Without the swap cache, CPU B would have to wait for A's write to complete, then read the page back—double I/O. The swap cache eliminates this inefficiency.

Another race:

CPU A starts writing page P to swap
Before write completes, memory pressure eases
CPU A's write completes, but the system now has free frames
The page can remain in memory and swap cache
If re-evicted later, the swap copy is still valid (if page is clean)

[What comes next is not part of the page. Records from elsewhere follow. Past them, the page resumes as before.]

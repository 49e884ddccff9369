use crossterm::{
    execute,
    terminal::{EnterAlternateScreen, LeaveAlternateScreen, disable_raw_mode, enable_raw_mode},
};
use ratatui::{Terminal, backend::CrosstermBackend};
use std::io::{self, Stdout};

pub type Tui = Terminal<CrosstermBackend<Stdout>>;

/// Raw mode + alternate screen for as long as the guard lives.
pub struct TerminalGuard {
    pub terminal: Tui,
}

impl TerminalGuard {
    pub fn enter() -> io::Result<Self> {
        install_panic_hook();
        enable_raw_mode()?;
        let mut stdout = io::stdout();
        execute!(stdout, EnterAlternateScreen)?;
        let terminal = Terminal::new(CrosstermBackend::new(stdout))?;
        Ok(Self { terminal })
    }
}

impl Drop for TerminalGuard {
    fn drop(&mut self) {
        restore();
        let _ = self.terminal.show_cursor();
    }
}

fn restore() {
    let _ = disable_raw_mode();
    let _ = execute!(io::stdout(), LeaveAlternateScreen);
}

// Put the terminal back before the panic message is printed.
fn install_panic_hook() {
    let original_hook = std::panic::take_hook();
    std::panic::set_hook(Box::new(move |panic_info| {
        restore();
        original_hook(panic_info);
    }));
}
use crate::model::{ProviderError, SentimentSample, Ticker};
use crate::provider::MarketData;
use crate::utils::month_bounds;

use chrono::NaiveDate;
use tracing::debug;

/// mspr of the chronologically last sample. Ties on (year, month) resolve
/// to the later entry in response order.
pub fn latest_mspr(samples: &[SentimentSample]) -> Option<f64> {
    samples
        .iter()
        .max_by_key(|s| (s.year, s.month))
        .map(|s| s.mspr)
}

/// Insider sentiment for the calendar month containing `today`.
/// `Ok(None)` means the provider has no data for the month.
pub async fn current_sentiment(
    provider: &dyn MarketData,
    ticker: &Ticker,
    today: NaiveDate,
) -> Result<Option<f64>, ProviderError> {
    let (first, last) = month_bounds(today);
    let samples = provider.insider_sentiment(ticker, first, last).await?;
    debug!("{}: {} sentiment samples for {}..{}", ticker, samples.len(), first, last);
    Ok(latest_mspr(&samples))
}
use crate::model::{DisplayRow, Sentiment, Ticker};

/// One row per selected ticker, in selection order.
#[derive(Debug, Clone, PartialEq)]
pub struct DisplayTable {
    rows: Vec<DisplayRow>,
}

impl DisplayTable {
    pub fn new(tickers: &[Ticker]) -> Self {
        Self {
            rows: tickers.iter().cloned().map(DisplayRow::new).collect(),
        }
    }

    pub fn tickers(&self) -> impl Iterator<Item = &Ticker> {
        self.rows.iter().map(|row| &row.ticker)
    }

    pub fn rows(&self) -> &[DisplayRow] {
        &self.rows
    }

    pub fn set_price(&mut self, ticker: &Ticker, price: f64) {
        if let Some(row) = self.row_mut(ticker) {
            row.price = Some(price);
        }
    }

    pub fn set_sentiment(&mut self, ticker: &Ticker, sentiment: Sentiment) {
        if let Some(row) = self.row_mut(ticker) {
            row.sentiment = sentiment;
        }
    }

    pub fn records(&self) -> Vec<String> {
        self.rows.iter().map(DisplayRow::to_record).collect()
    }

    fn row_mut(&mut self, ticker: &Ticker) -> Option<&mut DisplayRow> {
        self.rows.iter_mut().find(|row| &row.ticker == ticker)
    }
}
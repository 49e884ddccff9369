use crate::model::{DisplayRow, Sentiment, Ticker};
use crate::sentiment::{MonthKey, SentimentHistory};
use crate::ui::app::{App, Mode};

use ratatui::{
    Frame,
    layout::{Constraint, Direction, Layout, Rect},
    style::{Color, Modifier, Style, Stylize},
    symbols,
    text::{Line, Span},
    widgets::{
        Axis, Block, Borders, Cell, Chart, Dataset, GraphType, List, ListItem, Paragraph, Row,
        Table,
    },
};

const PALETTE: [Color; 6] = [
    Color::Cyan,
    Color::Yellow,
    Color::Magenta,
    Color::Green,
    Color::Blue,
    Color::Red,
];

pub fn draw(f: &mut Frame, app: &mut App) {
    let outer = Layout::default()
        .direction(Direction::Vertical)
        .constraints([
            Constraint::Length(3),
            Constraint::Min(8),
            Constraint::Length(1),
        ])
        .split(f.area());

    let title = Paragraph::new(Line::from(app.title.as_str()).bold())
        .block(Block::default().borders(Borders::ALL));
    f.render_widget(title, outer[0]);

    let body = Layout::default()
        .direction(Direction::Horizontal)
        .constraints([Constraint::Length(24), Constraint::Min(30)])
        .split(outer[1]);
    draw_selector(f, app, body[0]);

    let main = Layout::default()
        .direction(Direction::Vertical)
        .constraints([Constraint::Percentage(45), Constraint::Percentage(55)])
        .split(body[1]);
    draw_table(f, app, main[0]);
    draw_chart(f, &app.history, main[1]);

    let help = match app.mode {
        Mode::Filter => format!(" filter: {}_  (Enter keep, Esc clear)", app.filter),
        Mode::Browse => " ↑/↓ move  space select  / filter  r refresh  q quit".to_string(),
    };
    f.render_widget(Paragraph::new(help).style(Style::default().fg(Color::DarkGray)), outer[2]);
}

fn draw_selector(f: &mut Frame, app: &mut App, area: Rect) {
    let items: Vec<ListItem> = app
        .visible()
        .into_iter()
        .map(|ticker| {
            let mark = if app.is_selected(ticker) { "[x]" } else { "[ ]" };
            ListItem::new(format!("{} {}", mark, ticker))
        })
        .collect();

    let title = format!(" Select Stocks ({}) ", app.selected().len());
    let list = List::new(items)
        .block(Block::default().borders(Borders::ALL).title(title))
        .highlight_style(Style::default().add_modifier(Modifier::REVERSED))
        .highlight_symbol("> ");
    f.render_stateful_widget(list, area, &mut app.cursor);
}

fn draw_table(f: &mut Frame, app: &App, area: Rect) {
    let block_title = match (app.loading, app.cycle) {
        (true, _) => " Live Stock Prices (loading...) ".to_string(),
        (false, Some(cycle)) => format!(" Live Stock Prices (cycle {}) ", cycle),
        (false, None) => " Live Stock Prices ".to_string(),
    };
    let block = Block::default().borders(Borders::ALL).title(block_title);

    if app.rows.is_empty() {
        let hint = Paragraph::new("  Select one or more tickers to start monitoring.")
            .style(Style::default().fg(Color::DarkGray))
            .block(block);
        f.render_widget(hint, area);
        return;
    }

    let inner = block.inner(area);
    f.render_widget(block, area);

    let error_lines = app.failures.len().min(inner.height.saturating_sub(2) as usize / 2);
    let parts = Layout::default()
        .direction(Direction::Vertical)
        .constraints([Constraint::Min(2), Constraint::Length(error_lines as u16)])
        .split(inner);

    let header = Row::new(["Symbol", "Price", "Sentiment", "MSPR"])
        .style(Style::default().add_modifier(Modifier::BOLD));
    let rows: Vec<Row> = app.rows.iter().map(table_row).collect();
    let table = Table::new(
        rows,
        [
            Constraint::Length(8),
            Constraint::Length(12),
            Constraint::Length(10),
            Constraint::Length(8),
        ],
    )
    .header(header);
    f.render_widget(table, parts[0]);

    let errors: Vec<Line> = app
        .failures
        .iter()
        .take(error_lines)
        .map(|failure| Line::from(failure.to_string()).fg(Color::Red))
        .collect();
    f.render_widget(Paragraph::new(errors), parts[1]);
}

fn table_row(row: &DisplayRow) -> Row<'static> {
    let mspr_style = match row.sentiment {
        Sentiment::Available(v) if v >= 0.0 => Style::default().fg(Color::Green),
        Sentiment::Available(_) => Style::default().fg(Color::Red),
        Sentiment::Unavailable => Style::default().fg(Color::DarkGray),
        Sentiment::Failed(_) => Style::default().fg(Color::Red),
    };
    Row::new(vec![
        Cell::from(row.ticker.to_string()),
        Cell::from(row.price_cell()),
        Cell::from(row.available_cell()),
        Cell::from(row.mspr_cell()).style(mspr_style),
    ])
}

/// Chart points per ticker: x is the month's index among all months shown.
pub fn chart_series(history: &[(Ticker, SentimentHistory)]) -> (Vec<MonthKey>, Vec<Vec<(f64, f64)>>) {
    let mut months: Vec<MonthKey> = history
        .iter()
        .flat_map(|(_, months)| months.keys().copied())
        .collect();
    months.sort();
    months.dedup();

    let series: Vec<Vec<(f64, f64)>> = history
        .iter()
        .map(|(_, by_month)| {
            by_month
                .iter()
                .flat_map(|(key, values)| {
                    let x = months.binary_search(key).unwrap_or_default() as f64;
                    values.iter().map(move |&y| (x, y))
                })
                .collect::<Vec<_>>()
        })
        .collect();

    (months, series)
}

fn draw_chart(f: &mut Frame, history: &[(Ticker, SentimentHistory)], area: Rect) {
    let block = Block::default()
        .borders(Borders::ALL)
        .title(" Insider Sentiment (MSPR, last 12 months) ");

    let (months, series) = chart_series(history);
    let values: Vec<f64> = series.iter().flatten().map(|&(_, y)| y).collect();
    if months.is_empty() || values.is_empty() {
        let empty = Paragraph::new("  No insider sentiment data")
            .style(Style::default().fg(Color::DarkGray))
            .block(block);
        f.render_widget(empty, area);
        return;
    }

    let min_y = values.iter().cloned().fold(f64::INFINITY, f64::min).min(0.0);
    let max_y = values.iter().cloned().fold(f64::NEG_INFINITY, f64::max).max(0.0);
    let pad = ((max_y - min_y) * 0.05).max(1.0);
    let max_x = (months.len().saturating_sub(1)).max(1) as f64;

    let datasets: Vec<Dataset> = history
        .iter()
        .zip(series.iter())
        .enumerate()
        .map(|(i, ((ticker, _), points))| {
            Dataset::default()
                .name(ticker.to_string())
                .marker(symbols::Marker::Braille)
                .graph_type(GraphType::Line)
                .style(Style::default().fg(PALETTE[i % PALETTE.len()]))
                .data(points)
        })
        .collect();

    let mut x_labels = vec![Span::raw(months[0].to_string())];
    if months.len() > 2 {
        x_labels.push(Span::raw(months[months.len() / 2].to_string()));
    }
    if months.len() > 1 {
        x_labels.push(Span::raw(months[months.len() - 1].to_string()));
    }

    let chart = Chart::new(datasets)
        .block(block)
        .x_axis(
            Axis::default()
                .style(Style::default().fg(Color::Gray))
                .bounds([0.0, max_x])
                .labels(x_labels),
        )
        .y_axis(
            Axis::default()
                .title("MSPR")
                .style(Style::default().fg(Color::Gray))
                .bounds([min_y - pad, max_y + pad])
                .labels(vec![
                    Span::raw(format!("{:.1}", min_y - pad)),
                    Span::raw(format!("{:.1}", (min_y + max_y) / 2.0)),
                    Span::raw(format!("{:.1}", max_y + pad)),
                ]),
        );
    f.render_widget(chart, area);
}

#[cfg(test)]
mod tests {
    use super::*;
    use crate::model::{FetchFailure, FetchKind};
    use crate::poller::DashboardEvent;
    use crate::provider::stub::ticker;
    use ratatui::{Terminal, backend::TestBackend};

    fn screen(app: &mut App) -> String {
        let mut terminal = Terminal::new(TestBackend::new(100, 30)).unwrap();
        terminal.draw(|f| draw(f, app)).unwrap();
        let buffer = terminal.backend().buffer();
        let width = buffer.area.width as usize;
        let mut text = String::new();
        for (i, cell) in buffer.content.iter().enumerate() {
            text.push_str(cell.symbol());
            if (i + 1) % width == 0 {
                text.push('\n');
            }
        }
        text
    }

    fn months(entries: &[(i32, u32, &[f64])]) -> SentimentHistory {
        entries
            .iter()
            .map(|&(year, month, values)| (MonthKey { year, month }, values.to_vec()))
            .collect()
    }

    #[test]
    fn empty_dashboard_shows_hint() {
        let mut app = App::new("Real-time Stock Price Monitor", vec![ticker("AAPL")], Vec::new());
        let text = screen(&mut app);
        assert!(text.contains("Real-time Stock Price Monitor"));
        assert!(text.contains("[ ] AAPL"));
        assert!(text.contains("Select one or more tickers"));
        assert!(text.contains("No insider sentiment data"));
    }

    #[test]
    fn table_and_errors_render() {
        let mut app = App::new("Monitor", vec![ticker("AAPL"), ticker("MSFT")], vec![ticker("AAPL"), ticker("MSFT")]);
        app.begin_session(Some(1));
        let mut aapl = DisplayRow::new(ticker("AAPL"));
        aapl.price = Some(150.0);
        aapl.sentiment = Sentiment::Available(0.3);
        let mut msft = DisplayRow::new(ticker("MSFT"));
        msft.price = Some(300.0);
        app.apply(DashboardEvent::Table {
            session: 1,
            cycle: 4,
            rows: vec![aapl, msft],
            failures: vec![FetchFailure {
                ticker: ticker("MSFT"),
                kind: FetchKind::Quote,
                message: "timeout".into(),
            }],
        });

        let text = screen(&mut app);
        assert!(text.contains("[x] AAPL"));
        assert!(text.contains("cycle 4"));
        assert!(text.contains("150.00"));
        assert!(text.contains("300.00"));
        assert!(text.contains("0.30"));
        assert!(text.contains("N/A"));
        assert!(text.contains("Error fetching price for MSFT: timeout"));
    }

    #[test]
    fn chart_series_aligns_months_across_tickers() {
        let history = vec![
            (ticker("AAPL"), months(&[(2024, 3, &[1.0]), (2024, 5, &[2.0, 3.0])])),
            (ticker("MSFT"), months(&[(2024, 4, &[-1.5])])),
        ];
        let (keys, series) = chart_series(&history);
        let labels: Vec<String> = keys.iter().map(|k| k.to_string()).collect();
        assert_eq!(labels, vec!["2024-03", "2024-04", "2024-05"]);
        assert_eq!(series[0], vec![(0.0, 1.0), (2.0, 2.0), (2.0, 3.0)]);
        assert_eq!(series[1], vec![(1.0, -1.5)]);
    }

    #[test]
    fn chart_renders_legend() {
        let mut app = App::new("Monitor", vec![ticker("AAPL")], vec![ticker("AAPL")]);
        app.begin_session(Some(1));
        app.apply(DashboardEvent::Ready {
            session: 1,
            history: vec![(ticker("AAPL"), months(&[(2024, 3, &[1.0]), (2024, 4, &[-2.0])]))],
            rows: vec![DisplayRow::new(ticker("AAPL"))],
            failures: Vec::new(),
        });
        let text = screen(&mut app);
        assert!(text.contains("Insider Sentiment"));
        assert!(text.contains("2024-03"));
        assert!(!text.contains("No insider sentiment data"));
    }
}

This "swap backing" means a page might simultaneously exist in RAM and have a valid swap slot. The kernel tracks this to avoid unnecessary I/O.

The Cost of Locking

Swap synchronization has overhead. Under extreme memory pressure with many CPUs, contention for page locks and swap data structures can become a bottleneck. This is one reason why swap-heavy workloads scale poorly—beyond the I/O cost, there's CPU time spent waiting for locks.

Read-Ahead and Clustering

Disk I/O has high latency but reasonable throughput once started. Reading one 4KB page takes nearly as long as reading 64KB due to seek time dominance (on HDDs) or command overhead (on SSDs). Modern kernels exploit this through read-ahead and clustering.

Swap Read-Ahead

•Spatial locality bet — When page N faults, the kernel speculatively reads pages N-k to N+k
•Configurable window — The read-ahead window size can be tuned (default often 8-16 pages)
•Sequential access patterns — If a process scans memory linearly, read-ahead dramatically reduces fault count
•Wasted reads possible — If locality assumption is wrong, read-ahead pages may never be used

Swap Clustering (Write)

•Adjacent page writes — When evicting a page, the kernel checks if neighbors are also candidates
•Single I/O for multiple pages — Reduces the number of write operations
•Swap slot allocation — The kernel tries to allocate consecutive swap slots for related pages
•LRU list ordering — Pages evicted together are often allocated together (temporal locality)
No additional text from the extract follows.